* _Data provided_:

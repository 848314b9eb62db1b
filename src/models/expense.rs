//! Expense model
//!
//! An expense is one submitted financial record moving through review:
//! it starts as `Pending Review` and is approved or rejected by an admin.

use chrono::{DateTime, NaiveDate, Utc};
use serde::{Deserialize, Serialize};
use std::fmt;
use std::str::FromStr;

use super::ids::{ExpenseId, UserId};
use super::money::Money;

/// Review status of an expense
#[derive(Debug, Clone, Copy, PartialEq, Eq, Hash, Serialize, Deserialize, Default)]
pub enum ExpenseStatus {
    /// Awaiting an admin decision
    #[default]
    #[serde(rename = "Pending Review")]
    PendingReview,
    Approved,
    Rejected,
}

impl ExpenseStatus {
    pub fn label(&self) -> &'static str {
        match self {
            Self::PendingReview => "Pending Review",
            Self::Approved => "Approved",
            Self::Rejected => "Rejected",
        }
    }
}

impl fmt::Display for ExpenseStatus {
    fn fmt(&self, f: &mut fmt::Formatter<'_>) -> fmt::Result {
        f.write_str(self.label())
    }
}

/// How an expense was paid
#[derive(Debug, Clone, Copy, PartialEq, Eq, Hash, Serialize, Deserialize, Default)]
pub enum PaymentMethod {
    #[default]
    #[serde(rename = "UPI (PhonePe/GPay)")]
    Upi,
    Cash,
    #[serde(rename = "Bank Transfer")]
    BankTransfer,
    Card,
    Other,
}

impl PaymentMethod {
    /// All payment methods in display order
    pub fn all() -> &'static [PaymentMethod] {
        &[
            Self::Upi,
            Self::Cash,
            Self::BankTransfer,
            Self::Card,
            Self::Other,
        ]
    }

    pub fn label(&self) -> &'static str {
        match self {
            Self::Upi => "UPI (PhonePe/GPay)",
            Self::Cash => "Cash",
            Self::BankTransfer => "Bank Transfer",
            Self::Card => "Card",
            Self::Other => "Other",
        }
    }
}

impl fmt::Display for PaymentMethod {
    fn fmt(&self, f: &mut fmt::Formatter<'_>) -> fmt::Result {
        f.write_str(self.label())
    }
}

impl FromStr for PaymentMethod {
    type Err = String;

    /// Accepts the full label or a short form (`upi`, `cash`, `bank`, `card`, `other`)
    fn from_str(s: &str) -> Result<Self, Self::Err> {
        let lower = s.trim().to_lowercase();
        match lower.as_str() {
            "upi" | "upi (phonepe/gpay)" | "phonepe" | "gpay" => Ok(Self::Upi),
            "cash" => Ok(Self::Cash),
            "bank" | "bank transfer" | "bank-transfer" | "neft" | "imps" => Ok(Self::BankTransfer),
            "card" => Ok(Self::Card),
            "other" => Ok(Self::Other),
            _ => Err(format!(
                "Unknown payment method '{}'. Expected one of: upi, cash, bank, card, other",
                s
            )),
        }
    }
}

/// Visual evidence attached to an expense
#[derive(Debug, Clone, PartialEq, Eq)]
pub enum Receipt {
    /// Image embedded as a `data:` URL
    Inline(String),
    /// Image hosted elsewhere
    Url(String),
}

/// Who submitted an expense
#[derive(Debug, Clone, PartialEq, Eq)]
pub struct Submitter {
    pub id: UserId,
    pub name: String,
}

/// A submitted expense record
#[derive(Debug, Clone, PartialEq, Serialize, Deserialize)]
#[serde(from = "ExpenseRecord", into = "ExpenseRecord")]
pub struct Expense {
    pub id: ExpenseId,
    pub date: NaiveDate,
    pub amount: Money,
    pub merchant: String,
    pub business_unit: String,
    pub category: String,
    pub payment_method: PaymentMethod,
    pub description: String,
    pub reference_number: Option<String>,
    pub receipt: Option<Receipt>,
    pub status: ExpenseStatus,
    pub submitted_by: Submitter,
    pub submitted_at: DateTime<Utc>,
    pub review_note: Option<String>,
}

impl Expense {
    pub fn is_pending(&self) -> bool {
        self.status == ExpenseStatus::PendingReview
    }

    pub fn is_approved(&self) -> bool {
        self.status == ExpenseStatus::Approved
    }

    /// `YYYY-MM` of the expense date
    pub fn month_key(&self) -> String {
        self.date.format("%Y-%m").to_string()
    }

    /// Check field-level rules shared by submission and editing
    pub fn validate(&self) -> Result<(), ExpenseValidationError> {
        validate_fields(
            self.amount,
            &self.merchant,
            &self.business_unit,
            &self.category,
        )
    }
}

impl fmt::Display for Expense {
    fn fmt(&self, f: &mut fmt::Formatter<'_>) -> fmt::Result {
        write!(
            f,
            "{} {} {} [{}]",
            self.date.format("%Y-%m-%d"),
            self.merchant,
            self.amount,
            self.status
        )
    }
}

/// Field values for a new submission
///
/// Identity, timestamps and status are assigned by the ledger.
#[derive(Debug, Clone, PartialEq)]
pub struct ExpenseDraft {
    pub date: NaiveDate,
    pub amount: Money,
    pub merchant: String,
    pub business_unit: String,
    pub category: String,
    pub payment_method: PaymentMethod,
    pub description: String,
    pub reference_number: Option<String>,
    pub receipt: Option<Receipt>,
}

impl ExpenseDraft {
    /// Blank draft pre-filled the way the entry form starts: today's date,
    /// the first business unit and category, UPI payment, zero amount
    pub fn new(date: NaiveDate, business_units: &[String], categories: &[String]) -> Self {
        Self {
            date,
            amount: Money::zero(),
            merchant: String::new(),
            business_unit: business_units.first().cloned().unwrap_or_default(),
            category: categories.first().cloned().unwrap_or_default(),
            payment_method: PaymentMethod::Upi,
            description: String::new(),
            reference_number: None,
            receipt: None,
        }
    }

    pub fn validate(&self) -> Result<(), ExpenseValidationError> {
        validate_fields(
            self.amount,
            &self.merchant,
            &self.business_unit,
            &self.category,
        )
    }
}

fn validate_fields(
    amount: Money,
    merchant: &str,
    business_unit: &str,
    category: &str,
) -> Result<(), ExpenseValidationError> {
    if amount.is_negative() {
        return Err(ExpenseValidationError::NegativeAmount(amount));
    }
    if merchant.trim().is_empty() {
        return Err(ExpenseValidationError::MissingField("merchant"));
    }
    if business_unit.trim().is_empty() {
        return Err(ExpenseValidationError::MissingField("business unit"));
    }
    if category.trim().is_empty() {
        return Err(ExpenseValidationError::MissingField("category"));
    }
    Ok(())
}

/// Validation errors for expenses
#[derive(Debug, Clone, PartialEq, Eq)]
pub enum ExpenseValidationError {
    NegativeAmount(Money),
    MissingField(&'static str),
}

impl fmt::Display for ExpenseValidationError {
    fn fmt(&self, f: &mut fmt::Formatter<'_>) -> fmt::Result {
        match self {
            Self::NegativeAmount(amount) => {
                write!(f, "Amount cannot be negative (got {})", amount)
            }
            Self::MissingField(field) => write!(f, "The {} field is required", field),
        }
    }
}

impl std::error::Error for ExpenseValidationError {}

/// On-disk shape of an expense in the persisted JSON document
#[derive(Debug, Clone, Serialize, Deserialize)]
#[serde(rename_all = "camelCase")]
struct ExpenseRecord {
    id: ExpenseId,
    date: NaiveDate,
    amount: Money,
    merchant: String,
    business_unit: String,
    category: String,
    payment_method: PaymentMethod,
    #[serde(default)]
    description: String,
    #[serde(default, skip_serializing_if = "Option::is_none")]
    reference_number: Option<String>,
    #[serde(default, skip_serializing_if = "Option::is_none")]
    receipt_url: Option<String>,
    #[serde(default, skip_serializing_if = "Option::is_none")]
    receipt_base64: Option<String>,
    status: ExpenseStatus,
    submitted_by: String,
    submitted_by_id: UserId,
    submitted_at: DateTime<Utc>,
    #[serde(default, skip_serializing_if = "Option::is_none")]
    review_note: Option<String>,
}

impl From<ExpenseRecord> for Expense {
    fn from(record: ExpenseRecord) -> Self {
        // An inline image wins when both are present
        let receipt = match (record.receipt_base64, record.receipt_url) {
            (Some(data), _) if !data.is_empty() => Some(Receipt::Inline(data)),
            (_, Some(url)) if !url.is_empty() => Some(Receipt::Url(url)),
            _ => None,
        };

        Self {
            id: record.id,
            date: record.date,
            amount: record.amount,
            merchant: record.merchant,
            business_unit: record.business_unit,
            category: record.category,
            payment_method: record.payment_method,
            description: record.description,
            reference_number: record.reference_number.filter(|r| !r.is_empty()),
            receipt,
            status: record.status,
            submitted_by: Submitter {
                id: record.submitted_by_id,
                name: record.submitted_by,
            },
            submitted_at: record.submitted_at,
            review_note: record.review_note,
        }
    }
}

impl From<Expense> for ExpenseRecord {
    fn from(expense: Expense) -> Self {
        let (receipt_base64, receipt_url) = match expense.receipt {
            Some(Receipt::Inline(data)) => (Some(data), None),
            Some(Receipt::Url(url)) => (None, Some(url)),
            None => (None, None),
        };

        Self {
            id: expense.id,
            date: expense.date,
            amount: expense.amount,
            merchant: expense.merchant,
            business_unit: expense.business_unit,
            category: expense.category,
            payment_method: expense.payment_method,
            description: expense.description,
            reference_number: expense.reference_number,
            receipt_url,
            receipt_base64,
            status: expense.status,
            submitted_by: expense.submitted_by.name,
            submitted_by_id: expense.submitted_by.id,
            submitted_at: expense.submitted_at,
            review_note: expense.review_note,
        }
    }
}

* _Try it_:
Each line of the entries above that includes the string "admin" should be copied out.

* _Response to this task_:
//! it starts as `Pending Review` and is approved or rejected by an admin.
    /// Awaiting an admin decision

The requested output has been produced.